Task directions> Look for the word "String" in the entries below, then copy every line that has it.

══ Record excerpts ══

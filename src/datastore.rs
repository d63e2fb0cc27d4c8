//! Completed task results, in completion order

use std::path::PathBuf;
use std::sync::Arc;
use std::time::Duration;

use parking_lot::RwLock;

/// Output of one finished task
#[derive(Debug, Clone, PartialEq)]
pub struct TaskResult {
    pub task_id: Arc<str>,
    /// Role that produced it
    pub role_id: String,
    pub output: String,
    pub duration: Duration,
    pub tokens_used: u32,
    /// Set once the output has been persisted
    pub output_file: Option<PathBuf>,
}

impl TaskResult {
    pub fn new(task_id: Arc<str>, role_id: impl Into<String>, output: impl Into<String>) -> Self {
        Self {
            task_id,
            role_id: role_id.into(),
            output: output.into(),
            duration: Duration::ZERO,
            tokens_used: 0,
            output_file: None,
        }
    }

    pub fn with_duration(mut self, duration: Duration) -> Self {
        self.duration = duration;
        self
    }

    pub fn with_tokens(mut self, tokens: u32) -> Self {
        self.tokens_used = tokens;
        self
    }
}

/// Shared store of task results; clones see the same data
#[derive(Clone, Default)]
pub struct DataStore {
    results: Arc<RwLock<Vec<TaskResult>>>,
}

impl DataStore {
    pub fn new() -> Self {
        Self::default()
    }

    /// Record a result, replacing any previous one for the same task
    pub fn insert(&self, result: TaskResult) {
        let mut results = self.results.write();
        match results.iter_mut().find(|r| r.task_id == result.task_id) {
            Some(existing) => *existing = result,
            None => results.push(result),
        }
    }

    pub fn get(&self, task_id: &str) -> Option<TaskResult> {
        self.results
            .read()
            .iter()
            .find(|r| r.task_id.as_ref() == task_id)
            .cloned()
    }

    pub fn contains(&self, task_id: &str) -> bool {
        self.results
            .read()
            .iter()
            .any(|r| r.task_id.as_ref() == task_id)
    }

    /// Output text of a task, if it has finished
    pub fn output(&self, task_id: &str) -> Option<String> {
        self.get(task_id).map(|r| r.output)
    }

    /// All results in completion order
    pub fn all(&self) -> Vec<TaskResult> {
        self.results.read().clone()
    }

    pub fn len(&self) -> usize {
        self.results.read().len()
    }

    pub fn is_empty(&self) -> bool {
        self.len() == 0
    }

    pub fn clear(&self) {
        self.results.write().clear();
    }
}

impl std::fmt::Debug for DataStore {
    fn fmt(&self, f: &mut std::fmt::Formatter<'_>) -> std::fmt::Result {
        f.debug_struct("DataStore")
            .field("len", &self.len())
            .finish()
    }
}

═══

Answer space>
    pub role_id: String,
    pub output: String,
    pub fn new(task_id: Arc<str>, role_id: impl Into<String>, output: impl Into<String>) -> Self {
    pub fn output(&self, task_id: &str) -> Option<String> {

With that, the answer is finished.